Spanish Property Income Tax in 2009
Contrary to what has been divulged by some, Property Income Tax (PIT) for 2008 will not have to be paid in June but prior to the 31st of December, as has been the case in previous years. Property Wealth Tax (PWT) has now been abolished and will not have to be paid alongside PIT.
PIT will also be calculated in the same manner as before, that is, by applying 2% to ratable value (or 1.1% if it this value has been revised after 1994) and applying a 24% on the resulting amount. Form 214 is no longer used, and instead Property Income Tax will have to be filed using Modelo 210.
If the property is being let (and the income declared to the authorities!), Property Income Tax is not applicable and if it is only let for part of the year, the tax is only applicable for the part of the year that the property is vacant from tenants. In this case the income is taxed at a flat rate of 24%, without possible deductions.
The elimination of PWT by the Spanish Government was a consequence of the economical crisis and seen as a measure to boost foreign investment. The reality is that very few investors get to know that this tax ever exist prior to deciding to purchase a property and even if they had known it was still applicable it is doubtful that it would have had any influence on the decision to purchase property. In any event the elimination of PWT has been welcomed by owners.
Property owners who have bought a property through a foreign company will need to provide a certificate from the Tax Office in the country of domicile proving fiscal residency of the company and shareholders in a country with a Double Taxation Agreement (all UE countries are), in order to avoid the Special Tax on Foreign Companies, currently at 3% of the ratable value. We will provide assistance in this matter. Property owners who have bought through a Spanish company are exempt from payment of taxes for owning property.
As in previous years, from Lawyers of Spain we will be offering the Fiscal Representation Service to all our clients as from September. The service includes not only the calculation of the taxes and filing of the forms and payment of tax due but also acting a fiscal representative for the duration of the fiscal year (calendar year), notification of any communication from the Spanish Tax Office in relation to the tax and free consultations in respect of any tax matter.
Property taxes in places like Spain are being reduced so to encourage investors to move into the over 1 million empty new houses no one is buying.
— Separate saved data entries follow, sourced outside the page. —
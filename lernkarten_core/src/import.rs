//! Import of candidate cards with fingerprint-based duplicate detection.
//!
//! A fingerprint joins title, topic and type (optionally category) with a
//! sentinel. Fingerprint hits are advisory: with [`ImportStrategy::ReplaceAll`]
//! duplicates are imported anyway under a fresh id.

use crate::ident::IdGenerator;
use crate::{Card, CardCategory, CardType, Error, NewCard, Result};
use serde::Deserialize;
use std::collections::HashSet;

/// Joins fingerprint fields. Not escaped: a field containing it can collide.
pub const FINGERPRINT_SEPARATOR: &str = "|||";

/// Which fields make up a fingerprint
#[derive(Clone, Copy, Debug, PartialEq, Eq, Default)]
pub enum FingerprintMode {
    /// title, topic, type
    #[default]
    Basic,
    /// title, topic, type, category
    CategoryAware,
}

/// What to do with candidates whose fingerprint is already present
#[derive(Clone, Copy, Debug, PartialEq, Eq, Default)]
pub enum ImportStrategy {
    #[default]
    SkipDuplicates,
    ReplaceAll,
}

/// Outcome of an import pass
#[derive(Clone, Debug, Default)]
pub struct ImportReport {
    pub imported_count: usize,
    pub duplicate_count: usize,
    pub imported_cards: Vec<Card>,
}

/// Build a fingerprint from its parts
pub fn fingerprint(
    title: &str,
    topic: &str,
    card_type: &CardType,
    category: &CardCategory,
    mode: FingerprintMode,
) -> String {
    let mut parts = vec![title, topic, card_type.as_str()];
    if mode == FingerprintMode::CategoryAware {
        parts.push(category.as_str());
    }
    parts.join(FINGERPRINT_SEPARATOR)
}

impl Card {
    pub fn fingerprint(&self, mode: FingerprintMode) -> String {
        fingerprint(
            &self.title,
            &self.topic,
            &self.card_type,
            &self.category,
            mode,
        )
    }
}

/// Settings for one import pass
#[derive(Clone, Debug)]
pub struct Importer<'a> {
    pub generator: &'a IdGenerator,
    pub strategy: ImportStrategy,
    pub mode: FingerprintMode,
    pub default_category: CardCategory,
}

impl<'a> Importer<'a> {
    pub fn new(generator: &'a IdGenerator) -> Self {
        Self {
            generator,
            strategy: ImportStrategy::default(),
            mode: FingerprintMode::default(),
            default_category: CardCategory::default(),
        }
    }

    pub fn strategy(mut self, strategy: ImportStrategy) -> Self {
        self.strategy = strategy;
        self
    }

    pub fn mode(mut self, mode: FingerprintMode) -> Self {
        self.mode = mode;
        self
    }

    pub fn default_category(mut self, category: CardCategory) -> Self {
        self.default_category = category;
        self
    }

    /// Classify and convert candidates against the current collection.
    ///
    /// `reserved_ids` are ids that must never be handed out again even
    /// though no card carries them any more. Candidates are assumed to be
    /// well-formed (see [`parse_import_json`]). Never fails.
    pub fn import<S: AsRef<str>>(
        &self,
        candidates: Vec<NewCard>,
        existing: &[Card],
        reserved_ids: &[S],
    ) -> ImportReport {
        let known: HashSet<String> = existing.iter().map(|c| c.fingerprint(self.mode)).collect();
        let mut id_pool: HashSet<String> = existing
            .iter()
            .map(|c| c.id.clone())
            .chain(reserved_ids.iter().map(|id| id.as_ref().to_string()))
            .collect();

        let mut report = ImportReport::default();

        for candidate in candidates {
            let category = candidate.resolved_category(&self.default_category);
            let print = fingerprint(
                &candidate.title,
                &candidate.topic,
                &candidate.card_type,
                &category,
                self.mode,
            );

            if known.contains(&print) {
                report.duplicate_count += 1;
                if self.strategy == ImportStrategy::SkipDuplicates {
                    tracing::debug!("Skipping duplicate card {:?}", candidate.title);
                    continue;
                }
            }

            let id = match candidate.id.as_deref() {
                Some(id) if !id.trim().is_empty() && !id_pool.contains(id) => id.to_string(),
                _ => self
                    .generator
                    .generate(&candidate.topic, &candidate.card_type, &id_pool),
            };
            id_pool.insert(id.clone());

            tracing::debug!("Importing card {} ({:?})", id, candidate.title);
            report.imported_cards.push(candidate.into_card(id, &self.default_category));
            report.imported_count += 1;
        }

        tracing::info!(
            "Import pass: {} imported, {} duplicates",
            report.imported_count,
            report.duplicate_count
        );
        report
    }
}

/// Accepted top-level shapes of an import document
#[derive(Deserialize)]
#[serde(untagged)]
enum ImportDocument {
    List(Vec<serde_json::Value>),
    Wrapped { cards: Vec<serde_json::Value> },
}

/// Parse a JSON import document into validated candidates.
///
/// Accepts a bare array or `{"cards": [...]}`. A record that does not
/// deserialize, or has a blank title, topic or type, rejects the whole
/// document with an error naming the record.
pub fn parse_import_json(input: &str) -> Result<Vec<NewCard>> {
    let records = match serde_json::from_str::<ImportDocument>(input)? {
        ImportDocument::List(records) => records,
        ImportDocument::Wrapped { cards } => cards,
    };

    let mut candidates = Vec::with_capacity(records.len());
    for (index, record) in records.into_iter().enumerate() {
        let candidate: NewCard = serde_json::from_value(record)
            .map_err(|e| Error::Import(format!("record {}: {}", index + 1, e)))?;

        if let Some(field) = candidate.blank_field() {
            return Err(Error::Import(format!(
                "record {}: field '{}' must not be empty",
                index + 1,
                field
            )));
        }
        candidates.push(candidate);
    }

    tracing::debug!("Parsed {} import records", candidates.len());
    Ok(candidates)
}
Antonio; thank you for your summary of the tax situation regarding property. We have a property purchased by a company based in the UK so tax certificates should be easy to provide. Recently two of the four owners were transfered to Dubai for work how would this impact the tax liability. If the income is still received in the UK they would be taxed as if they were in the Uk so my undersatnding is that for the purposes of the Uk company they are still paying UK tax on any income.
Do you have a view on this??
Hello Peter,
If 2 of the owners are posted in Dubai but are still being paid in the UK and have not changed their residency the Inland Revenue should not have a problem issuing a certificate of residency in the UK.
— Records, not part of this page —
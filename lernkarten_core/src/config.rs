//! Configuration file support for Lernkarten.
//!
//! Configuration is loaded from `$XDG_CONFIG_HOME/lernkarten/config.toml`.
//! Every section is optional.

use crate::ident::{IdGenerator, Transliterations};
use crate::import::FingerprintMode;
use crate::{CardCategory, Error, Result};
use serde::{Deserialize, Serialize};
use std::collections::HashMap;
use std::path::{Path, PathBuf};

/// Application configuration
#[derive(Clone, Debug, Serialize, Deserialize, Default)]
pub struct Config {
    #[serde(default)]
    pub data: DataConfig,

    #[serde(default)]
    pub ids: IdsConfig,

    #[serde(default)]
    pub import: ImportConfig,

    #[serde(default)]
    pub review: ReviewConfig,
}

/// Data storage configuration
#[derive(Clone, Debug, Serialize, Deserialize)]
pub struct DataConfig {
    #[serde(default = "default_data_dir")]
    pub data_dir: PathBuf,
}

impl Default for DataConfig {
    fn default() -> Self {
        Self {
            data_dir: default_data_dir(),
        }
    }
}

/// Id generation configuration
#[derive(Clone, Debug, Serialize, Deserialize, Default)]
pub struct IdsConfig {
    /// Extra topic substitutions on top of the German table, e.g. `"é" = "E"`
    #[serde(default)]
    pub transliterations: HashMap<String, String>,
}

/// Import and duplicate detection configuration
#[derive(Clone, Debug, Serialize, Deserialize)]
pub struct ImportConfig {
    /// Include the category in fingerprints
    #[serde(default)]
    pub category_aware_fingerprint: bool,

    #[serde(default = "default_category")]
    pub default_category: String,
}

impl Default for ImportConfig {
    fn default() -> Self {
        Self {
            category_aware_fingerprint: false,
            default_category: default_category(),
        }
    }
}

/// Review history configuration
#[derive(Clone, Debug, Serialize, Deserialize)]
pub struct ReviewConfig {
    #[serde(default = "default_history_days")]
    pub history_days: i64,
}

impl Default for ReviewConfig {
    fn default() -> Self {
        Self {
            history_days: default_history_days(),
        }
    }
}

// Default value functions
fn default_data_dir() -> PathBuf {
    let base = dirs::data_local_dir().unwrap_or_else(|| {
        std::env::var_os("HOME")
            .map(|home| PathBuf::from(home).join(".local/share"))
            .unwrap_or_else(|| PathBuf::from("."))
    });
    base.join("lernkarten")
}

fn default_category() -> String {
    CardCategory::default().as_str().to_string()
}

fn default_history_days() -> i64 {
    30
}

impl Config {
    /// Load configuration from the standard config path
    pub fn load() -> Result<Self> {
        let config_path = Self::default_config_path();
        if config_path.exists() {
            Self::load_from(&config_path)
        } else {
            tracing::info!(
                "No config file found at {:?}, using defaults",
                config_path
            );
            Ok(Self::default())
        }
    }

    /// Load configuration from a specific path
    pub fn load_from(path: &Path) -> Result<Self> {
        let contents = std::fs::read_to_string(path)?;
        let config: Config = toml::from_str(&contents)?;
        if config.review.history_days <= 0 {
            return Err(Error::Config(format!(
                "review.history_days must be positive, got {}",
                config.review.history_days
            )));
        }
        tracing::info!("Loaded config from {:?}", path);
        Ok(config)
    }

    /// Get the default config file path
    pub fn default_config_path() -> PathBuf {
        let base = dirs::config_dir().unwrap_or_else(|| {
            std::env::var_os("HOME")
                .map(|home| PathBuf::from(home).join(".config"))
                .unwrap_or_else(|| PathBuf::from("."))
        });
        base.join("lernkarten").join("config.toml")
    }

    /// Save the current configuration to a specific path
    pub fn save_to(&self, path: &Path) -> Result<()> {
        if let Some(parent) = path.parent() {
            std::fs::create_dir_all(parent)?;
        }

        let contents = toml::to_string_pretty(self)
            .map_err(|e| Error::Config(format!("Failed to serialize config: {}", e)))?;
        std::fs::write(path, contents)?;
        tracing::info!("Saved config to {:?}", path);
        Ok(())
    }

    /// Id generator with the configured extra transliterations
    pub fn id_generator(&self) -> Result<IdGenerator> {
        let table = Transliterations::german().extend_from_config(&self.ids.transliterations)?;
        Ok(IdGenerator::new(table))
    }

    pub fn fingerprint_mode(&self) -> FingerprintMode {
        if self.import.category_aware_fingerprint {
            FingerprintMode::CategoryAware
        } else {
            FingerprintMode::Basic
        }
    }

    pub fn default_category(&self) -> CardCategory {
        CardCategory::from(self.import.default_category.clone())
    }
}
This will allow you to be exempt from the 3% Special Tax.
Not totally related but how would fractional or shared ownership affect the tax position as far as Spanish residents are concerned as this may be a way forward for people looking for second holiday homes?
Shared ownership would be taxed in the same manner as regular ownership (for example, a couple buying a property is a shared ownership scenario). Fractional ownership is not any different from shared ownership according to Spanish law (called “proindiviso”) and so only if this ownership is structured through an offshore company, as seems to be the idea many REA have, the tax position will become relevant in the country where this company is based.
A different matter is how this company (offshore) is to be taxed as the Special Tax on Foreign Entities envisages a 3% tax on the rateable value, unless all shareholders are residents in a country with an exchange of information agreement with Spain.